Of course we recognise that policing has changed because of the terrorist threat, but that will not be dealt with by local police forces, which will still be expected to shoulder the responsibility for the vast number of crimes, petty and otherwise, that will be committed day in and day out by local criminals. It is simply unacceptable for the Government to use the threat of terrorism as an argument for dispensing with open and democratic debate about such a fundamental change in police delivery. The debate should be informed by an independent peer review of the HMIC paper, together with a full risk assessment of the benefits and drawbacks of any mergers, and an assessment of the consequences for other agencies. There must be an opportunity for academic input and a resolution of genuine concerns about the solidity of HMIC's arguments.

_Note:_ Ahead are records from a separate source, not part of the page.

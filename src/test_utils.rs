use std::collections::HashMap;
use std::fmt::Write as _;
use std::sync::Mutex;
use std::sync::atomic::AtomicBool;
use std::sync::atomic::AtomicUsize;
use std::sync::atomic::Ordering;

use chrono::DateTime;
use chrono::Utc;
use quick_xml::escape::escape;

use crate::bundle::BundleFileInfo;
use crate::bundle::ListRequest;
use crate::bundle::QueueManager;
use crate::bundle::QueueMatch;
use crate::dupe::DupeIndex;
use crate::dupe::DupeType;
use crate::errors::Error;
use crate::hash::TTH_BYTES;
use crate::hash::Tth;
use crate::path::ListPath;
use crate::search::PeerClient;
use crate::search::SearchQuery;
use crate::tree::Tree;

/// Deterministic, non-empty hash number `n`.
pub fn tth_for(n: u64) -> Tth {
    let mut bytes = [0u8; TTH_BYTES];
    bytes[..8].copy_from_slice(&(n + 1).to_be_bytes());
    bytes[TTH_BYTES - 1] = 0xa5;
    Tth::from_bytes(bytes)
}

/// Builder of file list documents.
///
/// Directories opened with [`TestListing::dir`] are closed by
/// [`TestListing::end`]; whatever is still open when the document is
/// rendered gets closed automatically. Files get distinct hashes unless one
/// is given explicitly.
#[derive(Debug, Clone)]
pub struct TestListing {
    base: String,
    base_date: Option<i64>,
    body: String,
    depth: usize,
    next_tth: u64,
}

impl TestListing {
    /// A document whose `Base` is `base` (network notation).
    pub fn new(base: &str) -> Self {
        Self {
            base: base.to_string(),
            base_date: None,
            body: String::new(),
            depth: 0,
            next_tth: 0,
        }
    }

    /// Sets the `BaseDate` attribute, in seconds since the epoch.
    pub fn base_date(mut self, secs: i64) -> Self {
        self.base_date = Some(secs);
        self
    }

    fn indent(&mut self) {
        for _ in 0..=self.depth {
            self.body.push('\t');
        }
    }

    /// Opens a complete directory.
    pub fn dir(mut self, name: &str) -> Self {
        self.indent();
        let _ = writeln!(self.body, "<Directory Name=\"{}\">", escape(name));
        self.depth += 1;
        self
    }

    /// Opens a complete directory with a `Date` attribute.
    pub fn dated_dir(mut self, name: &str, secs: i64) -> Self {
        self.indent();
        let _ = writeln!(
            self.body,
            "<Directory Name=\"{}\" Date=\"{secs}\">",
            escape(name)
        );
        self.depth += 1;
        self
    }

    /// Closes the innermost open directory.
    pub fn end(mut self) -> Self {
        if self.depth > 0 {
            self.depth -= 1;
            self.indent();
            self.body.push_str("</Directory>\n");
        }
        self
    }

    /// Adds a directory whose content was not sent.
    pub fn incomplete_dir(mut self, name: &str, size: u64, children: bool) -> Self {
        self.indent();
        let children = if children { " Children=\"1\"" } else { "" };
        let _ = writeln!(
            self.body,
            "<Directory Name=\"{}\" Incomplete=\"1\"{children} Size=\"{size}\"/>",
            escape(name)
        );
        self
    }

    /// Adds a file with the next generated hash.
    pub fn file(mut self, name: &str, size: u64) -> Self {
        let tth = tth_for(self.next_tth);
        self.next_tth += 1;
        self.file_with_tth(name, size, &tth)
    }

    /// Adds a file with the given hash.
    pub fn file_with_tth(mut self, name: &str, size: u64, tth: &Tth) -> Self {
        self.indent();
        let _ = writeln!(
            self.body,
            "<File Name=\"{}\" Size=\"{size}\" TTH=\"{tth}\"/>",
            escape(name)
        );
        self
    }

    /// Renders the document.
    pub fn to_xml(&self) -> String {
        let mut out = String::from("<?xml version=\"1.0\" encoding=\"utf-8\" standalone=\"yes\"?>\n");
        let _ = write!(
            out,
            "<FileListing Version=\"1\" Base=\"{}\" Generator=\"test\"",
            escape(&self.base)
        );
        if let Some(date) = self.base_date {
            let _ = write!(out, " BaseDate=\"{date}\"");
        }
        out.push_str(">\n");
        out.push_str(&self.body);
        for depth in (0..self.depth).rev() {
            for _ in 0..=depth {
                out.push('\t');
            }
            out.push_str("</Directory>\n");
        }
        out.push_str("</FileListing>\n");
        out
    }
}

/// In-memory share and queue index.
#[derive(Debug, Default)]
pub struct MockDupeIndex {
    files: HashMap<Tth, DupeType>,
    directories: HashMap<String, DupeType>,
}

impl MockDupeIndex {
    /// Creates an empty index.
    pub fn new() -> Self {
        Self::default()
    }

    /// Classifies content `tth` as `dupe`.
    pub fn with_file(mut self, tth: Tth, dupe: DupeType) -> Self {
        self.files.insert(tth, dupe);
        self
    }

    /// Classifies the directory at `path` as `dupe`.
    pub fn with_directory(mut self, path: &ListPath, dupe: DupeType) -> Self {
        self.directories.insert(path.registry_key(), dupe);
        self
    }
}

impl DupeIndex for MockDupeIndex {
    fn lookup(&self, tth: &Tth) -> DupeType {
        self.files.get(tth).copied().unwrap_or_default()
    }

    fn lookup_directory(&self, path: &ListPath, _size: u64) -> DupeType {
        self.directories
            .get(&path.registry_key())
            .copied()
            .unwrap_or_default()
    }
}

/// A created bundle: target and files.
pub type QueuedBundle = (String, Vec<BundleFileInfo>);

#[derive(Debug, Default)]
struct QueueLog {
    bundles: Vec<QueuedBundle>,
    list_requests: Vec<(ListPath, ListRequest)>,
    opened: Vec<BundleFileInfo>,
    failure: Option<String>,
    match_result: QueueMatch,
}

/// Download queue that records what it is asked to do.
#[derive(Debug, Default)]
pub struct MockQueue {
    log: Mutex<QueueLog>,
}

impl MockQueue {
    fn log(&self) -> std::sync::MutexGuard<'_, QueueLog> {
        self.log.lock().unwrap()
    }

    /// Makes every following request fail with [`Error::Queue`].
    pub fn fail_with(&self, reason: &str) {
        self.log().failure = Some(reason.to_string());
    }

    /// Undoes [`MockQueue::fail_with`].
    pub fn succeed(&self) {
        self.log().failure = None;
    }

    /// Result returned by [`QueueManager::match_listing`].
    pub fn set_match_result(&self, result: QueueMatch) {
        self.log().match_result = result;
    }

    /// Bundles created so far.
    pub fn bundles(&self) -> Vec<QueuedBundle> {
        self.log().bundles.clone()
    }

    /// List requests received so far.
    pub fn list_requests(&self) -> Vec<(ListPath, ListRequest)> {
        self.log().list_requests.clone()
    }

    /// Files opened so far.
    pub fn opened(&self) -> Vec<BundleFileInfo> {
        self.log().opened.clone()
    }

    fn check(&self) -> Result<(), Error> {
        match &self.log().failure {
            Some(reason) => Err(Error::Queue(reason.clone())),
            None => Ok(()),
        }
    }
}

impl QueueManager for MockQueue {
    fn add_files(
        &self,
        target: &str,
        files: &[BundleFileInfo],
        _remote_date: Option<DateTime<Utc>>,
    ) -> Result<String, Error> {
        self.check()?;
        let mut log = self.log();
        log.bundles.push((target.to_string(), files.to_vec()));
        Ok(format!("bundle-{}", log.bundles.len()))
    }

    fn add_list_request(&self, path: &ListPath, request: ListRequest) -> Result<(), Error> {
        self.check()?;
        self.log().list_requests.push((path.clone(), request));
        Ok(())
    }

    fn open_file(&self, file: &BundleFileInfo) -> Result<(), Error> {
        self.check()?;
        self.log().opened.push(file.clone());
        Ok(())
    }

    fn match_listing(&self, _tree: &Tree) -> QueueMatch {
        self.log().match_result
    }
}

/// A peer whose presence and search support can be toggled.
#[derive(Debug)]
pub struct MockPeers {
    nick: String,
    online: AtomicBool,
    direct_search: AtomicBool,
    tokens: AtomicUsize,
    searches: Mutex<Vec<(SearchQuery, ListPath)>>,
}

impl MockPeers {
    /// An online peer without direct search support.
    pub fn new(nick: &str) -> Self {
        Self {
            nick: nick.to_string(),
            online: AtomicBool::new(true),
            direct_search: AtomicBool::new(false),
            tokens: AtomicUsize::new(0),
            searches: Mutex::new(Vec::new()),
        }
    }

    /// Sets the presence of the peer.
    pub fn set_online(&self, online: bool) {
        self.online.store(online, Ordering::SeqCst);
    }

    /// Sets whether the peer searches its own share.
    pub fn set_direct_search(&self, supported: bool) {
        self.direct_search.store(supported, Ordering::SeqCst);
    }

    /// Searches sent so far.
    pub fn searches(&self) -> Vec<(SearchQuery, ListPath)> {
        self.searches.lock().unwrap().clone()
    }

    /// Token of the most recent search.
    pub fn last_token(&self) -> String {
        format!("search-{}", self.tokens.load(Ordering::SeqCst))
    }
}

impl PeerClient for MockPeers {
    fn nick(&self) -> String {
        self.nick.clone()
    }

    fn is_online(&self) -> bool {
        self.online.load(Ordering::SeqCst)
    }

    fn supports_direct_search(&self) -> bool {
        self.direct_search.load(Ordering::SeqCst)
    }

    fn send_search(&self, query: &SearchQuery, dir: &ListPath) -> Result<String, Error> {
        if !self.is_online() {
            return Err(Error::Search(format!("{} is offline", self.nick)));
        }
        self.searches
            .lock()
            .unwrap()
            .push((query.clone(), dir.clone()));
        let n = self.tokens.fetch_add(1, Ordering::SeqCst) + 1;
        Ok(format!("search-{n}"))
    }
}

#[cfg(feature = "test_utils")]
pub use on_disk::TestListFile;
#[cfg(feature = "test_utils")]
pub use on_disk::xml_diff;

#[cfg(feature = "test_utils")]
mod on_disk {
    use std::path::PathBuf;

    use similar::ChangeTag;
    use similar::TextDiff;
    use tempdir::TempDir;

    /// A list file named `[nick].[CID].xml` in a temporary directory.
    #[derive(Debug)]
    pub struct TestListFile {
        /// Directory holding the file, removed on drop.
        pub root: TempDir,
        path: PathBuf,
    }

    impl TestListFile {
        /// Writes `xml` as the list of `nick`.
        pub fn new(nick: &str, xml: &str) -> Result<Self, std::io::Error> {
            Self::with_extension(nick, xml, "xml")
        }

        /// Writes `xml` with a custom extension.
        pub fn with_extension(nick: &str, xml: &str, extension: &str) -> Result<Self, std::io::Error> {
            let root = TempDir::new("filelist")?;
            let cid = "A".repeat(39);
            let path = root.path().join(format!("{nick}.{cid}.{extension}"));
            std::fs::write(&path, xml)?;
            Ok(Self { root, path })
        }

        /// Path of the list file.
        pub fn path(&self) -> PathBuf {
            self.path.clone()
        }
    }

    /// Line diff of two documents, `None` when they are equal.
    pub fn xml_diff(expected: &str, actual: &str) -> Option<String> {
        let diff = TextDiff::from_lines(expected, actual);
        let mut diffs = String::new();
        for change in diff.iter_all_changes() {
            let sign = match change.tag() {
                ChangeTag::Delete => "-",
                ChangeTag::Insert => "+",
                ChangeTag::Equal => continue,
            };
            diffs.push_str(&format!("{sign}{change}"));
        }
        (!diffs.is_empty()).then_some(diffs)
    }
}

#[cfg(test)]
mod tests {
    use super::*;
    use crate::loader::ListLoader;
    use crate::registry::PathRegistry;

    #[test]
    fn generated_documents_load() {
        let xml = TestListing::new("/")
            .dir("A")
            .file("f1", 10)
            .dir("B")
            .file("f2", 20)
            .to_xml();
        let mut tree = Tree::new();
        let mut registry = PathRegistry::new();
        let closing = AtomicBool::new(false);
        let dirs = ListLoader::new(&mut tree, &mut registry, &closing)
            .load_str(&xml)
            .unwrap();
        assert_eq!(dirs, 2);
        let root = tree.root();
        assert_eq!(tree.total_size(root, false), 30);
        assert_ne!(tth_for(0), tth_for(1));
        assert!(!tth_for(0).is_empty());
    }

    #[test]
    fn mock_queue_failure_toggle() {
        let queue = MockQueue::default();
        queue.fail_with("nope");
        assert_eq!(
            queue.add_files("/dl/", &[], None),
            Err(Error::Queue("nope".into()))
        );
        queue.succeed();
        assert_eq!(queue.add_files("/dl/", &[], None), Ok("bundle-1".into()));
    }
}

I too pay tribute to the thousands of men and women who look after us and who often put their lives in danger to protect our democracy. We owe them more than we can say. During my years of involvement in policing matters, I have come across the most harrowing incidents, dealt with in a professional and calm manner by police men and women who should never have to witness such carnage. It is the front-line troops who take the flak and who have the most difficult jobs to do. We must not let them down by siphoning off valuable resources to implement a restructuring so vast that no one will know to whom they are ultimately responsible. The real answer to that lies with the people of this country. If we ask them, they will tell us loudly and clearly, "Don't mess with our policing structures".